--- Data records ---

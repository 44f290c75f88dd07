//! Pixel-format normalization to the canonical BGR layout.
//!
//! Format tags are classified by an ordered, case-insensitive substring
//! table, then dispatched on [`FormatKind`]. Nothing here fails: formats we
//! cannot identify go through a low-confidence fallback that guesses from
//! the buffer's channel count, and a warning is logged.

use crate::frame::{self, CanonicalFrame, RawFrame};

/// 2x2 color filter layout, named by its first row (GenICam convention).
#[derive(Debug, Clone, Copy, PartialEq, Eq)]
pub enum BayerPattern {
    Rg,
    Gb,
    Gr,
    Bg,
}

/// Index of a color within a BGR pixel.
#[derive(Debug, Clone, Copy, PartialEq, Eq)]
enum Color {
    Blue = 0,
    Green = 1,
    Red = 2,
}

impl BayerPattern {
    fn layout(self) -> [[Color; 2]; 2] {
        use Color::*;
        match self {
            BayerPattern::Rg => [[Red, Green], [Green, Blue]],
            BayerPattern::Gb => [[Green, Blue], [Red, Green]],
            BayerPattern::Gr => [[Green, Red], [Blue, Green]],
            BayerPattern::Bg => [[Blue, Green], [Green, Red]],
        }
    }

    fn color_at(self, x: usize, y: usize) -> Color {
        self.layout()[y % 2][x % 2]
    }
}

/// Recognized pixel formats.
#[derive(Debug, Clone, PartialEq, Eq)]
pub enum FormatKind {
    Mono8,
    Rgb8,
    Bgr8,
    Bayer(BayerPattern),
    Yuyv,
    /// A tag was reported but nothing in the table matched it.
    Unknown(String),
    /// The device reported no tag at all.
    Unnamed,
}

/// Ordered classification table. First match wins.
///
/// Bayer tags precede the packed color ones: "BAYERGB8" contains "RGB8".
const FORMAT_TABLE: &[(&str, FormatKind)] = &[
    ("MONO8", FormatKind::Mono8),
    ("BAYERRG8", FormatKind::Bayer(BayerPattern::Rg)),
    ("BAYERGB8", FormatKind::Bayer(BayerPattern::Gb)),
    ("BAYERGR8", FormatKind::Bayer(BayerPattern::Gr)),
    ("BAYERBG8", FormatKind::Bayer(BayerPattern::Bg)),
    ("RGB8", FormatKind::Rgb8),
    ("BGR8", FormatKind::Bgr8),
    ("YUYV", FormatKind::Yuyv),
    ("YUV422", FormatKind::Yuyv),
];

impl FormatKind {
    pub fn classify(tag: Option<&str>) -> FormatKind {
        let Some(tag) = tag else {
            return FormatKind::Unnamed;
        };
        let upper = tag.to_ascii_uppercase();
        FORMAT_TABLE
            .iter()
            .find(|(needle, _)| upper.contains(needle))
            .map(|(_, kind)| kind.clone())
            .unwrap_or_else(|| FormatKind::Unknown(tag.to_string()))
    }

    /// Channel count a buffer of this format must have.
    fn expected_channels(&self) -> Option<u32> {
        match self {
            FormatKind::Mono8 | FormatKind::Bayer(_) => Some(1),
            FormatKind::Rgb8 | FormatKind::Bgr8 => Some(3),
            FormatKind::Yuyv => Some(2),
            FormatKind::Unknown(_) | FormatKind::Unnamed => None,
        }
    }
}

/// How much to trust a conversion.
#[derive(Debug, Clone, Copy, PartialEq, Eq)]
pub enum Confidence {
    /// The format was recognized and converted by its own routine.
    Exact,
    /// The layout was guessed from the buffer's channel count.
    Fallback,
}

#[derive(Debug)]
pub struct Normalized {
    pub frame: CanonicalFrame,
    pub kind: FormatKind,
    pub confidence: Confidence,
}

/// Convert a raw frame to canonical BGR.
///
/// BGR8 input is moved through without copying.
pub fn normalize(raw: RawFrame) -> Normalized {
    let kind = FormatKind::classify(raw.pixel_format.as_deref());
    let (width, height) = (raw.width, raw.height);

    let mismatch = kind
        .expected_channels()
        .is_some_and(|expected| expected != raw.channels);

    let (data, confidence) = match &kind {
        _ if mismatch => {
            tracing::warn!(
                format = ?raw.pixel_format,
                channels = raw.channels,
                "pixel format does not match buffer layout; using generic conversion"
            );
            (fallback(raw), Confidence::Fallback)
        }
        FormatKind::Mono8 => (gray_to_bgr(raw.data()), Confidence::Exact),
        FormatKind::Rgb8 => (rgb_to_bgr(raw), Confidence::Exact),
        FormatKind::Bgr8 => (raw.into_data(), Confidence::Exact),
        FormatKind::Bayer(pattern) => (
            demosaic_bilinear(raw.data(), width as usize, height as usize, *pattern),
            Confidence::Exact,
        ),
        FormatKind::Yuyv => match frame::yuyv_to_bgr(raw.data(), width, height) {
            Ok(bgr) => (bgr, Confidence::Exact),
            Err(e) => {
                tracing::warn!(error = %e, "YUYV conversion failed; using generic conversion");
                (fallback(raw), Confidence::Fallback)
            }
        },
        FormatKind::Unknown(tag) => {
            tracing::warn!(format = %tag, "unhandled pixel format; using generic conversion");
            (fallback(raw), Confidence::Fallback)
        }
        FormatKind::Unnamed => {
            tracing::warn!(
                channels = raw.channels,
                "pixel format without name; using generic conversion"
            );
            (fallback(raw), Confidence::Fallback)
        }
    };

    // Every branch yields width * height * 3 bytes.
    let frame = CanonicalFrame::from_bgr(data, width, height).unwrap_or_else(|e| {
        tracing::warn!(
            error = %e,
            width,
            height,
            "conversion produced a short frame; using black"
        );
        CanonicalFrame::black(width, height)
    });

    Normalized {
        frame,
        kind,
        confidence,
    }
}

/// Dimensionality heuristic: single plane is gray, anything else is RGB-ordered.
fn fallback(raw: RawFrame) -> Vec<u8> {
    match raw.channels {
        1 => gray_to_bgr(raw.data()),
        3 => rgb_to_bgr(raw),
        n => {
            let n = n as usize;
            if n > 3 {
                raw.data()
                    .chunks_exact(n)
                    .flat_map(|px| [px[2], px[1], px[0]])
                    .collect()
            } else {
                // Two samples per pixel: keep the first as luma.
                gray_to_bgr(&raw.data().iter().step_by(n.max(1)).copied().collect::<Vec<_>>())
            }
        }
    }
}

fn gray_to_bgr(gray: &[u8]) -> Vec<u8> {
    gray.iter().flat_map(|&v| [v, v, v]).collect()
}

fn rgb_to_bgr(raw: RawFrame) -> Vec<u8> {
    let mut data = raw.into_data();
    frame::swap_red_blue(&mut data, 3);
    data
}

/// Bilinear demosaic.
///
/// Each pixel keeps its own sample for its filter color; the other two
/// colors are the mean of the same-colored pixels in its 3x3
/// neighbourhood. Edges use only in-bounds neighbours.
fn demosaic_bilinear(raw: &[u8], width: usize, height: usize, pattern: BayerPattern) -> Vec<u8> {
    let mut bgr = vec![0u8; width * height * 3];

    for y in 0..height {
        for x in 0..width {
            let center = raw[y * width + x];
            let own = pattern.color_at(x, y);
            let mut sum = [0u32; 3];
            let mut count = [0u32; 3];

            for ny in y.saturating_sub(1)..=(y + 1).min(height - 1) {
                for nx in x.saturating_sub(1)..=(x + 1).min(width - 1) {
                    if nx == x && ny == y {
                        continue;
                    }
                    let color = pattern.color_at(nx, ny) as usize;
                    sum[color] += raw[ny * width + nx] as u32;
                    count[color] += 1;
                }
            }

            let out = &mut bgr[(y * width + x) * 3..][..3];
            for color in [Color::Blue, Color::Green, Color::Red] {
                let c = color as usize;
                out[c] = if color == own || count[c] == 0 {
                    center
                } else {
                    ((sum[c] + count[c] / 2) / count[c]) as u8
                };
            }
        }
    }

    bgr
}

#[cfg(test)]
mod tests {
    use super::*;

    fn raw(data: Vec<u8>, w: u32, h: u32, channels: u32, tag: Option<&str>) -> RawFrame {
        RawFrame::new(data, w, h, channels, tag.map(str::to_string), 1).unwrap()
    }

    #[test]
    fn test_classification_order() {
        assert_eq!(FormatKind::classify(Some("Mono8")), FormatKind::Mono8);
        assert_eq!(FormatKind::classify(Some("RGB8Packed")), FormatKind::Rgb8);
        assert_eq!(FormatKind::classify(Some("bgr8")), FormatKind::Bgr8);
        assert_eq!(
            FormatKind::classify(Some("BayerGB8")),
            FormatKind::Bayer(BayerPattern::Gb)
        );
        assert_eq!(
            FormatKind::classify(Some("BayerGR8")),
            FormatKind::Bayer(BayerPattern::Gr)
        );
        assert_eq!(
            FormatKind::classify(Some("BayerBG8")),
            FormatKind::Bayer(BayerPattern::Bg)
        );
        assert_eq!(FormatKind::classify(Some("YUV422Packed")), FormatKind::Yuyv);
        assert_eq!(
            FormatKind::classify(Some("Mono12p")),
            FormatKind::Unknown("Mono12p".into())
        );
        assert_eq!(FormatKind::classify(None), FormatKind::Unnamed);
    }

    #[test]
    fn test_every_format_yields_three_channels() {
        let (w, h) = (4u32, 2u32);
        let n = (w * h) as usize;
        let cases: Vec<(Option<&str>, u32)> = vec![
            (Some("Mono8"), 1),
            (Some("RGB8"), 3),
            (Some("BGR8"), 3),
            (Some("BayerRG8"), 1),
            (Some("BayerGB8"), 1),
            (Some("BayerGR8"), 1),
            (Some("BayerBG8"), 1),
            (Some("YUYV"), 2),
            (Some("Mono16"), 1),
            (Some("Coord3D_ABC8"), 3),
            (None, 1),
            (None, 3),
            (None, 4),
        ];
        for (tag, channels) in cases {
            let data: Vec<u8> = (0..n * channels as usize).map(|i| i as u8).collect();
            let out = normalize(raw(data, w, h, channels, tag));
            assert_eq!(out.frame.width(), w, "{tag:?}");
            assert_eq!(out.frame.height(), h, "{tag:?}");
            assert_eq!(out.frame.channels(), 3);
            assert_eq!(out.frame.as_bytes().len(), n * 3, "{tag:?}");
        }
    }

    #[test]
    fn test_bgr_is_passed_through() {
        let data: Vec<u8> = (0..18).collect();
        let out = normalize(raw(data.clone(), 3, 2, 3, Some("BGR8")));
        assert_eq!(out.frame.as_bytes(), data.as_slice());
        assert_eq!(out.confidence, Confidence::Exact);

        // Normalizing the result again changes nothing.
        let again = normalize(raw(out.frame.as_bytes().to_vec(), 3, 2, 3, Some("BGR8")));
        assert_eq!(again.frame, out.frame);
    }

    #[test]
    fn test_rgb_is_swapped() {
        let out = normalize(raw(vec![10, 20, 30], 1, 1, 3, Some("RGB8")));
        assert_eq!(out.frame.pixel(0, 0), [30, 20, 10]);
    }

    #[test]
    fn test_mono_is_expanded() {
        let out = normalize(raw(vec![7, 200], 2, 1, 1, Some("Mono8")));
        assert_eq!(out.frame.as_bytes(), &[7, 7, 7, 200, 200, 200]);
    }

    #[test]
    fn test_bayer_rg_2x2() {
        // R G
        // G B
        let out = normalize(raw(vec![200, 100, 100, 50], 2, 2, 1, Some("BayerRG8")));
        assert_eq!(out.frame.pixel(0, 0), [50, 100, 200]);
        assert_eq!(out.frame.pixel(1, 1), [50, 100, 200]);
    }

    #[test]
    fn test_bayer_bg_swaps_red_and_blue_sites() {
        let out = normalize(raw(vec![200, 100, 100, 50], 2, 2, 1, Some("BayerBG8")));
        assert_eq!(out.frame.pixel(0, 0), [200, 100, 50]);
    }

    #[test]
    fn test_bayer_uniform_field_stays_uniform() {
        for tag in ["BayerRG8", "BayerGB8", "BayerGR8", "BayerBG8"] {
            let out = normalize(raw(vec![90u8; 6 * 4], 6, 4, 1, Some(tag)));
            assert!(out.frame.as_bytes().iter().all(|&v| v == 90), "{tag}");
        }
    }

    #[test]
    fn test_unknown_tag_falls_back_by_dimensionality() {
        let gray = normalize(raw(vec![42], 1, 1, 1, Some("Polarized8")));
        assert_eq!(gray.frame.pixel(0, 0), [42, 42, 42]);
        assert_eq!(gray.confidence, Confidence::Fallback);
        assert_eq!(gray.kind, FormatKind::Unknown("Polarized8".into()));

        let color = normalize(raw(vec![1, 2, 3], 1, 1, 3, Some("Polarized8")));
        assert_eq!(color.frame.pixel(0, 0), [3, 2, 1]);
    }

    #[test]
    fn test_unnamed_falls_back_by_dimensionality() {
        let out = normalize(raw(vec![1, 2, 3, 255], 1, 1, 4, None));
        assert_eq!(out.kind, FormatKind::Unnamed);
        assert_eq!(out.frame.pixel(0, 0), [3, 2, 1]);
    }

    #[test]
    fn test_mislabelled_buffer_uses_fallback() {
        // Claims Mono8 but carries three samples per pixel.
        let out = normalize(raw(vec![1, 2, 3], 1, 1, 3, Some("Mono8")));
        assert_eq!(out.confidence, Confidence::Fallback);
        assert_eq!(out.frame.pixel(0, 0), [3, 2, 1]);
    }
}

---

◆ **What you have to do**: If a line in the records includes the string "error", copy it.

◆ **Task response**:
                tracing::warn!(error = %e, "YUYV conversion failed; using generic conversion");
            error = %e,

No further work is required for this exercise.